● Dataset records:
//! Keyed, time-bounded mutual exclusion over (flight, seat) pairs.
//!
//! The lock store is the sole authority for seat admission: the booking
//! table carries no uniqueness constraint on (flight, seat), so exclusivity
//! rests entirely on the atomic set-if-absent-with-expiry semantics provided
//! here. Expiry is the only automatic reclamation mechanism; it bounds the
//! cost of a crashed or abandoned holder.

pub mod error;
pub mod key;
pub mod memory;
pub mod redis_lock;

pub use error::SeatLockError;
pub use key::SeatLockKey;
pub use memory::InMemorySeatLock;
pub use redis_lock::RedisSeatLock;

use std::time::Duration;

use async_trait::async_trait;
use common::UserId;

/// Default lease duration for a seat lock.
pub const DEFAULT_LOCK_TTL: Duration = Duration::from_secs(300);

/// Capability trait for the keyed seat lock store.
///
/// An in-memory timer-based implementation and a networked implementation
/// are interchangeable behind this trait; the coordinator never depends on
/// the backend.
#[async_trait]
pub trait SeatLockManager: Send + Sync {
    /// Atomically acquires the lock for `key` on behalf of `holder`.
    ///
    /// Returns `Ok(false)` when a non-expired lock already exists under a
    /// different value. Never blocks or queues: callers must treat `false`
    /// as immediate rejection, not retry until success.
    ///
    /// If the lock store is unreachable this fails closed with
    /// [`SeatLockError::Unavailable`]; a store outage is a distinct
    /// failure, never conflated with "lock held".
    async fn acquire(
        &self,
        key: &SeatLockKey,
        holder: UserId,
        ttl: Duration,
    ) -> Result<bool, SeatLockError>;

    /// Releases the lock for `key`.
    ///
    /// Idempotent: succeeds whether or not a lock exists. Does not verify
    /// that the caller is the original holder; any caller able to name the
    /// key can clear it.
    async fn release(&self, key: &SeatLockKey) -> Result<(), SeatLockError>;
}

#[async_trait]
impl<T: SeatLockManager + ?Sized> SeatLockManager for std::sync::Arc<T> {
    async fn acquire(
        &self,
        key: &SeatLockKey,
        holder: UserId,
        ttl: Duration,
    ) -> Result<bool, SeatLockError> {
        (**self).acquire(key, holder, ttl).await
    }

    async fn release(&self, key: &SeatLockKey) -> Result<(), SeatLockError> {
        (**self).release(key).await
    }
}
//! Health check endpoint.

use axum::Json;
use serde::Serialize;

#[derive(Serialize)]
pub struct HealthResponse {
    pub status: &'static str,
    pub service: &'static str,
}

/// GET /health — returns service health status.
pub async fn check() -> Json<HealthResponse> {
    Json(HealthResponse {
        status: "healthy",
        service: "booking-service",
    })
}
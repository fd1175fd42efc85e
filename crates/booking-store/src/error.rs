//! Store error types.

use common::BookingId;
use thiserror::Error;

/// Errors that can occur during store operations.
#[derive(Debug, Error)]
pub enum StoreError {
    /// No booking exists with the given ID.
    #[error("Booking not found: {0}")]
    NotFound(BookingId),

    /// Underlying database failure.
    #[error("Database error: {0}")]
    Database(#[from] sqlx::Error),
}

● Task prompt:
Repeat each of the entries exactly as written.

● Solution to this problem:
//! Keyed, time-bounded mutual exclusion over (flight, seat) pairs.
//!
//! The lock store is the sole authority for seat admission: the booking
//! table carries no uniqueness constraint on (flight, seat), so exclusivity
//! rests entirely on the atomic set-if-absent-with-expiry semantics provided
//! here. Expiry is the only automatic reclamation mechanism; it bounds the
//! cost of a crashed or abandoned holder.

pub mod error;
pub mod key;
pub mod memory;
pub mod redis_lock;

pub use error::SeatLockError;
pub use key::SeatLockKey;
pub use memory::InMemorySeatLock;
pub use redis_lock::RedisSeatLock;

use std::time::Duration;

use async_trait::async_trait;
use common::UserId;

/// Default lease duration for a seat lock.
pub const DEFAULT_LOCK_TTL: Duration = Duration::from_secs(300);

/// Capability trait for the keyed seat lock store.
///
/// An in-memory timer-based implementation and a networked implementation
/// are interchangeable behind this trait; the coordinator never depends on
/// the backend.
#[async_trait]
pub trait SeatLockManager: Send + Sync {
    /// Atomically acquires the lock for `key` on behalf of `holder`.
    ///
    /// Returns `Ok(false)` when a non-expired lock already exists under a
    /// different value. Never blocks or queues: callers must treat `false`
    /// as immediate rejection, not retry until success.
    ///
    /// If the lock store is unreachable this fails closed with
    /// [`SeatLockError::Unavailable`]; a store outage is a distinct
    /// failure, never conflated with "lock held".
    async fn acquire(
        &self,
        key: &SeatLockKey,
        holder: UserId,
        ttl: Duration,
    ) -> Result<bool, SeatLockError>;

    /// Releases the lock for `key`.
    ///
    /// Idempotent: succeeds whether or not a lock exists. Does not verify
    /// that the caller is the original holder; any caller able to name the
    /// key can clear it.
    async fn release(&self, key: &SeatLockKey) -> Result<(), SeatLockError>;
}

#[async_trait]
impl<T: SeatLockManager + ?Sized> SeatLockManager for std::sync::Arc<T> {
    async fn acquire(
        &self,
        key: &SeatLockKey,
        holder: UserId,
        ttl: Duration,
    ) -> Result<bool, SeatLockError> {
        (**self).acquire(key, holder, ttl).await
    }

    async fn release(&self, key: &SeatLockKey) -> Result<(), SeatLockError> {
        (**self).release(key).await
    }
}
//! Health check endpoint.

use axum::Json;
use serde::Serialize;

#[derive(Serialize)]
pub struct HealthResponse {
    pub status: &'static str,
    pub service: &'static str,
}

/// GET /health — returns service health status.
pub async fn check() -> Json<HealthResponse> {
    Json(HealthResponse {
        status: "healthy",
        service: "booking-service",
    })
}
repository fd1175fd42efc85e
filename crates/booking-store/src/error.rs
//! Store error types.

use common::BookingId;
use thiserror::Error;

/// Errors that can occur during store operations.
#[derive(Debug, Error)]
pub enum StoreError {
    /// No booking exists with the given ID.
    #[error("Booking not found: {0}")]
    NotFound(BookingId),

    /// Underlying database failure.
    #[error("Database error: {0}")]
    Database(#[from] sqlx::Error),
}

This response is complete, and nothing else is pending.